> _WHAT IS REQUIRED_
Reproduce word for word, from the entries below, the line with "mutation failed, cache", the line with "pub async fn invalidate(&self, filters: &[QueryKey])", and every line between them, and nothing more.

> _THE RECORDS_
================
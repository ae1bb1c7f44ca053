//! Keyed response cache with per-key request coalescing.
//!
//! Every remote read goes through [`QueryCache::fetch`]. A fresh entry is
//! returned directly; otherwise exactly one fetch task runs per key and all
//! concurrent callers await the same shared result. Fetch tasks are spawned,
//! so a caller that stops waiting never cancels the request: the result still
//! lands in the cache for the next reader.
//!
//! Writes go through [`QueryCache::mutate`], which marks the declared keys
//! stale only after the remote write succeeded. Invalidation also detaches any
//! in-flight fetch of those keys; its waiters still get the pre-write value but
//! it is never stored.

use std::{
    collections::HashMap,
    fmt,
    future::Future,
    sync::Arc,
    time::{Duration, Instant},
};

use futures::{
    future::{BoxFuture, Shared},
    FutureExt,
};
use serde_json::Value;
use tokio::sync::{broadcast, Mutex};
use tracing::{debug, info, warn};

use crate::error::RemoteError;

pub const DEFAULT_CACHE_CAPACITY: usize = 512;
pub const DEFAULT_RETRY_DELAY: Duration = Duration::from_millis(500);
const CACHE_EVENT_CAPACITY: usize = 256;

/// Resource kind plus identifying parameters, e.g. `dish-info/D1`.
#[derive(Debug, Clone, PartialEq, Eq, Hash, PartialOrd, Ord)]
pub struct QueryKey {
    kind: String,
    params: Vec<String>,
}

impl QueryKey {
    pub fn new(kind: impl Into<String>) -> Self {
        Self {
            kind: kind.into(),
            params: Vec::new(),
        }
    }

    pub fn param(mut self, value: impl ToString) -> Self {
        self.params.push(value.to_string());
        self
    }

    pub fn kind(&self) -> &str {
        &self.kind
    }

    pub fn params(&self) -> &[String] {
        &self.params
    }

    /// Treats `self` as a filter: matches keys of the same kind whose
    /// parameters start with this key's parameters.
    pub fn matches(&self, key: &QueryKey) -> bool {
        self.kind == key.kind && key.params.starts_with(&self.params)
    }
}

impl fmt::Display for QueryKey {
    fn fmt(&self, f: &mut fmt::Formatter<'_>) -> fmt::Result {
        f.write_str(&self.kind)?;
        for param in &self.params {
            write!(f, "/{param}")?;
        }
        Ok(())
    }
}

/// Per-call fetch behaviour. Failed fetches are not retried unless asked.
#[derive(Debug, Clone, Copy, PartialEq, Eq)]
pub struct QueryOptions {
    pub retry: u32,
    pub retry_delay: Duration,
}

impl Default for QueryOptions {
    fn default() -> Self {
        Self {
            retry: 0,
            retry_delay: DEFAULT_RETRY_DELAY,
        }
    }
}

impl QueryOptions {
    pub fn with_retry(retry: u32) -> Self {
        Self {
            retry,
            ..Self::default()
        }
    }
}

#[derive(Debug, Clone, Copy, PartialEq, Eq)]
pub struct CacheConfig {
    /// Entry count above which least recently accessed entries are dropped.
    pub capacity: usize,
    /// Age after which an entry reads as stale. `None` keeps entries fresh
    /// until invalidated.
    pub stale_after: Option<Duration>,
}

impl Default for CacheConfig {
    fn default() -> Self {
        Self {
            capacity: DEFAULT_CACHE_CAPACITY,
            stale_after: None,
        }
    }
}

#[derive(Debug, Clone, PartialEq)]
pub enum CacheEvent {
    Updated(QueryKey),
    Invalidated(QueryKey),
    Failed { key: QueryKey, error: RemoteError },
    Evicted(QueryKey),
    Cleared,
}

/// Render-side view of one key.
#[derive(Debug, Clone, PartialEq)]
pub struct QuerySnapshot {
    pub value: Option<Value>,
    pub is_stale: bool,
    pub is_fetching: bool,
    pub updated_at: Option<Instant>,
}

impl QuerySnapshot {
    pub fn is_loading(&self) -> bool {
        self.is_fetching && self.value.is_none()
    }
}

type SharedFetch = Shared<BoxFuture<'static, Result<Value, RemoteError>>>;

struct InFlight {
    ticket: u64,
    result: SharedFetch,
}

#[derive(Debug, Clone)]
struct CachedResource {
    value: Value,
    stale: bool,
    updated_at: Instant,
    last_accessed: Instant,
}

impl CachedResource {
    fn fresh(value: Value, now: Instant) -> Self {
        Self {
            value,
            stale: false,
            updated_at: now,
            last_accessed: now,
        }
    }

    fn is_fresh(&self, now: Instant, stale_after: Option<Duration>) -> bool {
        !self.stale
            && stale_after.map_or(true, |max_age| now.duration_since(self.updated_at) < max_age)
    }
}

#[derive(Default)]
struct CacheState {
    entries: HashMap<QueryKey, CachedResource>,
    in_flight: HashMap<QueryKey, InFlight>,
    next_ticket: u64,
}

impl CacheState {
    fn evict_over_capacity(&mut self, capacity: usize, keep: &QueryKey) -> Vec<QueryKey> {
        let mut evicted = Vec::new();
        while self.entries.len() > capacity {
            let victim = self
                .entries
                .iter()
                .filter(|(key, _)| *key != keep && !self.in_flight.contains_key(*key))
                .min_by_key(|(_, entry)| entry.last_accessed)
                .map(|(key, _)| key.clone());
            let Some(victim) = victim else {
                break;
            };
            self.entries.remove(&victim);
            evicted.push(victim);
        }
        evicted
    }
}

/// Process-wide response cache. Cloning yields another handle to the same
/// cache.
#[derive(Clone)]
pub struct QueryCache {
    state: Arc<Mutex<CacheState>>,
    config: CacheConfig,
    events: broadcast::Sender<CacheEvent>,
}

impl Default for QueryCache {
    fn default() -> Self {
        Self::new(CacheConfig::default())
    }
}

impl QueryCache {
    pub fn new(config: CacheConfig) -> Self {
        let (events, _) = broadcast::channel(CACHE_EVENT_CAPACITY);
        Self {
            state: Arc::new(Mutex::new(CacheState::default())),
            config,
            events,
        }
    }

    pub fn config(&self) -> CacheConfig {
        self.config
    }

    pub fn subscribe(&self) -> broadcast::Receiver<CacheEvent> {
        self.events.subscribe()
    }

    /// Returns the cached value for `key` if fresh, otherwise joins or starts
    /// the single in-flight fetch for it.
    pub async fn fetch<F, Fut>(
        &self,
        key: QueryKey,
        options: QueryOptions,
        fetcher: F,
    ) -> Result<Value, RemoteError>
    where
        F: Fn() -> Fut + Send + 'static,
        Fut: Future<Output = Result<Value, RemoteError>> + Send + 'static,
    {
        let pending = {
            let mut guard = self.state.lock().await;
            let state = &mut *guard;
            let now = Instant::now();
            if let Some(entry) = state.entries.get_mut(&key) {
                if entry.is_fresh(now, self.config.stale_after) {
                    entry.last_accessed = now;
                    debug!(key = %key, "cache: fresh hit");
                    return Ok(entry.value.clone());
                }
            }

            if let Some(in_flight) = state.in_flight.get(&key) {
                debug!(key = %key, "cache: joining in-flight fetch");
                in_flight.result.clone()
            } else {
                state.next_ticket += 1;
                let ticket = state.next_ticket;
                let result = self.spawn_fetch(key.clone(), ticket, options, fetcher);
                state.in_flight.insert(
                    key,
                    InFlight {
                        ticket,
                        result: result.clone(),
                    },
                );
                result
            }
        };

        pending.await
    }

    fn spawn_fetch<F, Fut>(
        &self,
        key: QueryKey,
        ticket: u64,
        options: QueryOptions,
        fetcher: F,
    ) -> SharedFetch
    where
        F: Fn() -> Fut + Send + 'static,
        Fut: Future<Output = Result<Value, RemoteError>> + Send + 'static,
    {
        info!(key = %key, ticket, "cache: starting fetch");
        let cache = self.clone();
        let task = tokio::spawn(async move {
            let result = fetch_with_retry(&key, options, fetcher).await;
            cache.settle(key, ticket, &result).await;
            result
        });

        async move {
            task.await.unwrap_or_else(|err| {
                Err(RemoteError::transport(format!("fetch task failed: {err}")))
            })
        }
        .boxed()
        .shared()
    }

    async fn settle(&self, key: QueryKey, ticket: u64, result: &Result<Value, RemoteError>) {
        let mut guard = self.state.lock().await;
        let state = &mut *guard;
        let is_current = state
            .in_flight
            .get(&key)
            .is_some_and(|in_flight| in_flight.ticket == ticket);
        if !is_current {
            debug!(key = %key, ticket, "cache: discarding result of detached fetch");
            return;
        }
        state.in_flight.remove(&key);

        match result {
            Ok(value) => {
                state
                    .entries
                    .insert(key.clone(), CachedResource::fresh(value.clone(), Instant::now()));
                let evicted = state.evict_over_capacity(self.config.capacity, &key);
                drop(guard);

                debug!(key = %key, "cache: stored fresh value");
                let _ = self.events.send(CacheEvent::Updated(key));
                for key in evicted {
                    debug!(key = %key, "cache: evicted over capacity");
                    let _ = self.events.send(CacheEvent::Evicted(key));
                }
            }
            Err(err) => {
                drop(guard);
                warn!(key = %key, kind = ?err.kind, "cache: fetch failed: {err}");
                let _ = self.events.send(CacheEvent::Failed {
                    key,
                    error: err.clone(),
                });
            }
        }
    }

    /// Runs a remote write; on success marks every key matched by
    /// `invalidates` stale. A failed write leaves the cache untouched.
    pub async fn mutate<T, Fut>(&self, invalidates: &[QueryKey], write: Fut) -> Result<T, RemoteError>
    where
        Fut: Future<Output = Result<T, RemoteError>>,
    {
        match write.await {
            Ok(output) => {
                self.invalidate(invalidates).await;
                Ok(output)
            }
            Err(err) => {
                warn!(kind = ?err.kind, "cache: mutation failed, cache untouched: {err}");
                Err(err)
            }
        }
    }

    /// Marks matching entries stale and detaches matching in-flight fetches.
    /// Returns the affected keys.
    pub async fn invalidate(&self, filters: &[QueryKey]) -> Vec<QueryKey> {
        let matches = |key: &QueryKey| filters.iter().any(|filter| filter.matches(key));
        let mut invalidated = Vec::new();
        {
            let mut guard = self.state.lock().await;
            let state = &mut *guard;
            for (key, entry) in state.entries.iter_mut() {
                if matches(key) {
                    entry.stale = true;
                    invalidated.push(key.clone());
                }
            }
            let detached = state
                .in_flight
                .keys()
                .filter(|key| matches(key))
                .cloned()
                .collect::<Vec<_>>();
            for key in detached {
                state.in_flight.remove(&key);
                if !invalidated.contains(&key) {
                    invalidated.push(key);
                }
            }
        }

        info!(count = invalidated.len(), "cache: invalidated entries");
        for key in &invalidated {
            let _ = self.events.send(CacheEvent::Invalidated(key.clone()));
        }
        invalidated
    }

    /// Drops one entry; the next fetch of `key` goes to the remote API.
    pub async fn evict(&self, key: &QueryKey) -> bool {
        let removed = self.state.lock().await.entries.remove(key).is_some();
        if removed {
            let _ = self.events.send(CacheEvent::Evicted(key.clone()));
        }
        removed
    }

    /// Drops everything, including in-flight registrations. Used on session
    /// change.
    pub async fn clear(&self) {
        {
            let mut state = self.state.lock().await;
            state.entries.clear();
            state.in_flight.clear();
        }
        info!("cache: cleared");
        let _ = self.events.send(CacheEvent::Cleared);
    }

    pub async fn peek(&self, key: &QueryKey) -> Option<QuerySnapshot> {
        let state = self.state.lock().await;
        let entry = state.entries.get(key);
        let is_fetching = state.in_flight.contains_key(key);
        if entry.is_none() && !is_fetching {
            return None;
        }
        let now = Instant::now();
        Some(QuerySnapshot {
            value: entry.map(|entry| entry.value.clone()),
            is_stale: entry.map_or(true, |entry| !entry.is_fresh(now, self.config.stale_after)),
            is_fetching,
            updated_at: entry.map(|entry| entry.updated_at),
        })
    }

    pub async fn len(&self) -> usize {
        self.state.lock().await.entries.len()
    }

    pub async fn is_empty(&self) -> bool {
        self.len().await == 0
    }
}

async fn fetch_with_retry<F, Fut>(
    key: &QueryKey,
    options: QueryOptions,
    fetcher: F,
) -> Result<Value, RemoteError>
where
    F: Fn() -> Fut,
    Fut: Future<Output = Result<Value, RemoteError>>,
{
    let mut attempt = 0;
    loop {
        match fetcher().await {
            Ok(value) => return Ok(value),
            Err(err) if attempt < options.retry => {
                attempt += 1;
                warn!(
                    key = %key,
                    attempt,
                    max_retries = options.retry,
                    "cache: fetch failed, retrying: {err}"
                );
                tokio::time::sleep(options.retry_delay).await;
            }
            Err(err) => return Err(err),
        }
    }
}

#[cfg(test)]
#[path = "tests/query_cache_tests.rs"]
mod tests;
================
> _EXERCISE RESPONSE_
                warn!(kind = ?err.kind, "cache: mutation failed, cache untouched: {err}");
                Err(err)
            }
        }
    }

    /// Marks matching entries stale and detaches matching in-flight fetches.
    /// Returns the affected keys.
    pub async fn invalidate(&self, filters: &[QueryKey]) -> Vec<QueryKey> {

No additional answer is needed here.